Instructions for the task → When you find the line with "use video_mosaic_catalog::signal::setup_shutdown_signal;" among the records below, reproduce it and each line after it exactly, ending with the line with "let shutdown_signal = setup_shutdown_signal()?;".

Data for review →
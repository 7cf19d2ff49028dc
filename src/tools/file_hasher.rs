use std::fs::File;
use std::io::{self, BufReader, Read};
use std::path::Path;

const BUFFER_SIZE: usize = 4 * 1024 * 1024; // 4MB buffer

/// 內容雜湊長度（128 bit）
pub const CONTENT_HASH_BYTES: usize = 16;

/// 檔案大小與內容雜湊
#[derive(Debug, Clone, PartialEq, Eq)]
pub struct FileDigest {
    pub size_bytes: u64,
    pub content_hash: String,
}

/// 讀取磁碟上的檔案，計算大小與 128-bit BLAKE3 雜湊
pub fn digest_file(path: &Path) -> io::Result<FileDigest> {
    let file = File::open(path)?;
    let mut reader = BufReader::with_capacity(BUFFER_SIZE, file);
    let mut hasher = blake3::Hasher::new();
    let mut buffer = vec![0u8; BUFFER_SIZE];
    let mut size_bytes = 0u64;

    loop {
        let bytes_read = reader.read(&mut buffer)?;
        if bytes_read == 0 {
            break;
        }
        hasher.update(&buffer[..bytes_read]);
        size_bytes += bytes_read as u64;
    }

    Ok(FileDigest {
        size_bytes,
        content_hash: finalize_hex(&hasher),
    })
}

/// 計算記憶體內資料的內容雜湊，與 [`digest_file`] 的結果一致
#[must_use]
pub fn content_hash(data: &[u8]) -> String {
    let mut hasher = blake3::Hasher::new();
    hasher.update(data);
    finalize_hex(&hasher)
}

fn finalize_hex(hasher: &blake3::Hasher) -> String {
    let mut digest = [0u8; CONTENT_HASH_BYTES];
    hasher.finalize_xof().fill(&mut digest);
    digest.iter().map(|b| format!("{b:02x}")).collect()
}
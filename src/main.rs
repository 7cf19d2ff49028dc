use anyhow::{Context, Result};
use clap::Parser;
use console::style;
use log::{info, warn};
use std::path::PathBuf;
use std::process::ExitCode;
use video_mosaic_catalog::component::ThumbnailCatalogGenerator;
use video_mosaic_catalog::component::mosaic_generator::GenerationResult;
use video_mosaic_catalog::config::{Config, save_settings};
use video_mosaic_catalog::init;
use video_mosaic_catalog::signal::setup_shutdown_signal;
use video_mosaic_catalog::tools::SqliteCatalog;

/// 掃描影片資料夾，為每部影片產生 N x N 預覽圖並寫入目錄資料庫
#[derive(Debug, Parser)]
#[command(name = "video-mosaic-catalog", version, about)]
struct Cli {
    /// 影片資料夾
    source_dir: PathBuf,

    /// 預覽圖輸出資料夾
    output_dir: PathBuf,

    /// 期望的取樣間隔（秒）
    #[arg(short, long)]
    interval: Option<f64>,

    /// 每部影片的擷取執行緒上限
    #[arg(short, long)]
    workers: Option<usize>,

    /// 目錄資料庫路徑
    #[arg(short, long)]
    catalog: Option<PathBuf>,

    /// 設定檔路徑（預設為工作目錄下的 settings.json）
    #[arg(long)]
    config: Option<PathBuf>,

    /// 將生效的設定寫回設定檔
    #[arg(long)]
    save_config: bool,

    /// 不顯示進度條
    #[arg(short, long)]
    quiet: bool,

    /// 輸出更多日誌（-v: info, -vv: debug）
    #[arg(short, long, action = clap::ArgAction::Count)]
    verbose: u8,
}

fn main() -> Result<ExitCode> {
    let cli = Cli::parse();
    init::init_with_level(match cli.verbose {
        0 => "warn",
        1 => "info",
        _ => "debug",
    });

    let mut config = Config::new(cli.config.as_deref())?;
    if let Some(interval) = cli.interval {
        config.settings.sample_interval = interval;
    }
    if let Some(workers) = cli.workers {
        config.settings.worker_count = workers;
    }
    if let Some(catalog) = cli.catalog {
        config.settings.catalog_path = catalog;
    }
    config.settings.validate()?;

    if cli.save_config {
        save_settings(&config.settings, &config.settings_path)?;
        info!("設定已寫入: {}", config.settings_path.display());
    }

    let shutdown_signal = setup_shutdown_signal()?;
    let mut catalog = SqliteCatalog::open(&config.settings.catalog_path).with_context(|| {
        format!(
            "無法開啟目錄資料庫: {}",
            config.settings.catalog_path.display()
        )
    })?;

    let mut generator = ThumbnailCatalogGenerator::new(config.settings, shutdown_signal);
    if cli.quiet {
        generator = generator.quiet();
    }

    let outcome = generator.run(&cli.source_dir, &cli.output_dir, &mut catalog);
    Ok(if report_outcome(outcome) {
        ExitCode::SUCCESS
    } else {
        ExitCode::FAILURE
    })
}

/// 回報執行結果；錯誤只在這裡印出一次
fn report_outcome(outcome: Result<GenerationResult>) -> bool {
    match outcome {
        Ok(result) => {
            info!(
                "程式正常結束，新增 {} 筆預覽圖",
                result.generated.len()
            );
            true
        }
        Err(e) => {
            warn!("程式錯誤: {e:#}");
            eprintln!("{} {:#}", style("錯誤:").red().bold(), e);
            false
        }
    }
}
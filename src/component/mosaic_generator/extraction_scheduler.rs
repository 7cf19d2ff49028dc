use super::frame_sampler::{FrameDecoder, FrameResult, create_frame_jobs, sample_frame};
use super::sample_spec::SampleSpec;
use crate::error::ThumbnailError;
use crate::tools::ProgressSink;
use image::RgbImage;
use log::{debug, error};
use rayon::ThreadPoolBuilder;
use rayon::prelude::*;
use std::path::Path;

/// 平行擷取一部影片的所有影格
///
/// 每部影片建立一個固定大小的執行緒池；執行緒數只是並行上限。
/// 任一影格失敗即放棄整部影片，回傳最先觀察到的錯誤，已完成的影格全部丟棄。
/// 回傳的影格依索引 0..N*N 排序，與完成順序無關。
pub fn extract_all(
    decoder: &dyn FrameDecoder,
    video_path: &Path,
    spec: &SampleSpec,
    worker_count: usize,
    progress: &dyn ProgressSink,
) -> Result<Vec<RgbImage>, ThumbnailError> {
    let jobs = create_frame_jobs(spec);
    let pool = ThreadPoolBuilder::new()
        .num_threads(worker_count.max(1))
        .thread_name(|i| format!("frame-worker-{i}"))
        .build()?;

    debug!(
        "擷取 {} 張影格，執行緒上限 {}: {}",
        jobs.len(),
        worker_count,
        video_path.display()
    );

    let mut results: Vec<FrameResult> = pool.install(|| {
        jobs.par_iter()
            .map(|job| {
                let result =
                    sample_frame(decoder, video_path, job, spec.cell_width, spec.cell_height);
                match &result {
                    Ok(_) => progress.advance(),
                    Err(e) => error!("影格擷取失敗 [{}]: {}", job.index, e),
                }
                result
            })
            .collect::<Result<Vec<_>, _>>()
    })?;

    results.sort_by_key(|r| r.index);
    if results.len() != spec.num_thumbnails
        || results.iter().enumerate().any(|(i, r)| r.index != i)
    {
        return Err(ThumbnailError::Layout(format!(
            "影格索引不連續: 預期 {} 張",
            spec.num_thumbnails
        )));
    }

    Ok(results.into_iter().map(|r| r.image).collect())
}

Task result →
use video_mosaic_catalog::signal::setup_shutdown_signal;
use video_mosaic_catalog::tools::SqliteCatalog;

/// 掃描影片資料夾，為每部影片產生 N x N 預覽圖並寫入目錄資料庫
#[derive(Debug, Parser)]
#[command(name = "video-mosaic-catalog", version, about)]
struct Cli {
    /// 影片資料夾
    source_dir: PathBuf,

    /// 預覽圖輸出資料夾
    output_dir: PathBuf,

    /// 期望的取樣間隔（秒）
    #[arg(short, long)]
    interval: Option<f64>,

    /// 每部影片的擷取執行緒上限
    #[arg(short, long)]
    workers: Option<usize>,

    /// 目錄資料庫路徑
    #[arg(short, long)]
    catalog: Option<PathBuf>,

    /// 設定檔路徑（預設為工作目錄下的 settings.json）
    #[arg(long)]
    config: Option<PathBuf>,

    /// 將生效的設定寫回設定檔
    #[arg(long)]
    save_config: bool,

    /// 不顯示進度條
    #[arg(short, long)]
    quiet: bool,

    /// 輸出更多日誌（-v: info, -vv: debug）
    #[arg(short, long, action = clap::ArgAction::Count)]
    verbose: u8,
}

fn main() -> Result<ExitCode> {
    let cli = Cli::parse();
    init::init_with_level(match cli.verbose {
        0 => "warn",
        1 => "info",
        _ => "debug",
    });

    let mut config = Config::new(cli.config.as_deref())?;
    if let Some(interval) = cli.interval {
        config.settings.sample_interval = interval;
    }
    if let Some(workers) = cli.workers {
        config.settings.worker_count = workers;
    }
    if let Some(catalog) = cli.catalog {
        config.settings.catalog_path = catalog;
    }
    config.settings.validate()?;

    if cli.save_config {
        save_settings(&config.settings, &config.settings_path)?;
        info!("設定已寫入: {}", config.settings_path.display());
    }

    let shutdown_signal = setup_shutdown_signal()?;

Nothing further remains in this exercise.